La dopamina es un neurotransmisor que produce nuestro cerebro y nos genera una sensación de bienestar. Entre otras cosas, tiene diferentes funciones relacionadas con la motivación, la afectividad y el control motor. Se le considera el centro del placer porque regula la motivación y el deseo y hace que sintamos la necesidad de repetir conductas que proporcionan esas “maravillosas” sensaciones. Junto con la endorfina y la serotonina, conforman las denominadas hormonas de la felicidad

El problema viene cuando se alteran sus niveles adecuados tanto por exceso como por defecto. Un extremo que se ha comprobado, por ejemplo, en la enfermedad de Parkinson o la esquizofrenia, donde suele producirse un aumento excesivo en los niveles de dicho neurotransmisor. 

Cada 'like' recibido libera una dosis de dopamina.

Cada ‘me gusta’ recibido libera una dosis de dopamina.

Estamos tan sobreestimulados que segregamos más dopamina de la recomendable y eso provoca que el cerebro se acostumbre. Así, lo habitual deja de ser placentero y cada vez necesita más y más para lograr de nuevo ese placer. De este modo, con el ayuno de dopamina se pretende interrumpir esa sobreestimulación para que el organismo se desacostumbre a ella. 

¿Y cómo se consigue? Pues alejándonos de aquello que nos da placer. Cada vez existen más personas en España que siguen esta particular dieta. Pero los especialistas también señalan que este ayuno entraña riesgos y muchos no ven ninguna utilidad a eso de aislarse y no tener contacto con ningún dispositivo tecnológico.

Por ahora, no hay estudios científicos que avalen que esta práctica sea efectiva ni saludable. Hay que tener cuidado. La ausencia repentina de ese placer puede provocar desasosiego, desazón y hasta depresión. Pero es que además, la propia decisión de ponerse a ayunar también estimula la producción de dopamina.

Quizás aguantar un día o una semana sin móvil no sea la mejor idea, ya que la ansiedad y el estrés pueden provocar que terminemos subiéndonos por las paredes. Además, debemos ser conscientes de que dependemos de estos dispositivos en la mayoría de los puestos de trabajo y estar pendientes del móvil también es una necesidad u obligación en muchos de ellos. Así que esta opción puede ser simplemente imposible para muchos. Lo más aconsejable sería disminuir el número de horas expuestos a las nuevas tecnologías y ocuparnos con cualquier otra actividad para así controlar la producción de dopamina.

El reconocimiento social en las redes es cada vez más importante para los jóvenes.

El reconocimiento social en las redes es cada vez más importante para los jóvenes.
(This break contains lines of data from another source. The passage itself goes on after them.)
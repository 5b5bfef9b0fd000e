use async_trait::async_trait;
use std::io::ErrorKind;
use std::path::{Path, PathBuf};
use tracing::debug;

use crate::clients::traits::KeyValueStore;
use crate::error::{Error, Result};

/// Key-value store persisted as one file per key
pub struct FileKvStore {
    dir: PathBuf,
}

impl FileKvStore {
    pub fn new(dir: impl AsRef<Path>) -> Self {
        Self {
            dir: dir.as_ref().to_path_buf(),
        }
    }

    fn path_for(&self, key: &str) -> Result<PathBuf> {
        let valid = !key.is_empty()
            && key
                .chars()
                .all(|c| c.is_ascii_alphanumeric() || c == '_' || c == '-');
        if !valid {
            return Err(Error::Io(std::io::Error::new(
                ErrorKind::InvalidInput,
                format!("invalid cache key: {:?}", key),
            )));
        }
        Ok(self.dir.join(key))
    }
}

#[async_trait]
impl KeyValueStore for FileKvStore {
    async fn get(&self, key: &str) -> Result<Option<String>> {
        let path = self.path_for(key)?;
        match tokio::fs::read_to_string(&path).await {
            Ok(value) => Ok(Some(value)),
            Err(e) if e.kind() == ErrorKind::NotFound => Ok(None),
            Err(e) => Err(e.into()),
        }
    }

    async fn set(&self, key: &str, value: &str) -> Result<()> {
        let path = self.path_for(key)?;
        tokio::fs::create_dir_all(&self.dir).await?;

        // Readers never see a half-written entry
        let tmp = path.with_extension("tmp");
        tokio::fs::write(&tmp, value).await?;
        tokio::fs::rename(&tmp, &path).await?;

        debug!(key, bytes = value.len(), "Cache entry written");
        Ok(())
    }

    async fn remove(&self, key: &str) -> Result<()> {
        let path = self.path_for(key)?;
        match tokio::fs::remove_file(&path).await {
            Ok(()) => Ok(()),
            Err(e) if e.kind() == ErrorKind::NotFound => Ok(()),
            Err(e) => Err(e.into()),
        }
    }
}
Acostumbrados a poner etiquetas a todo y si son en inglés mejor, ¿no sería más coherente hacer lo que se ha hecho toda la vida? Es decir: descansar. Disminuir el número de horas ante el móvil o la tablet; ir al cine o al gimnasio; pasear; cocinar; tomar un café con amigos… Vamos, más vida analógica que digital, valorar más un abrazo de un amigo que un like en Facebook. Empezar a cambiar hábitos.

Por ejemplo, apagar el móvil por la noche para no despertarnos de madrugada a ver si nos han dado unos cuantos “me gusta” o nos han enviado un mensaje de WhatsApp (sí, muchos jóvenes ni duermen), aparcar el teléfono durante las comidas y cuando estemos con los niños… Tal vez parezca poco, pero si nos acostumbramos a esos breves apagones diarios, estaremos rebajando el número de minutos (horas al mes) que pasamos enganchados. Y de esta forma, puede que regulemos mejor la segregación de la famosa hormona. Es difícil con los tiempos que corren, pero todo es ponerse. Hay que reaccionar y… disfrutar de las cosas buenas que tiene la vida.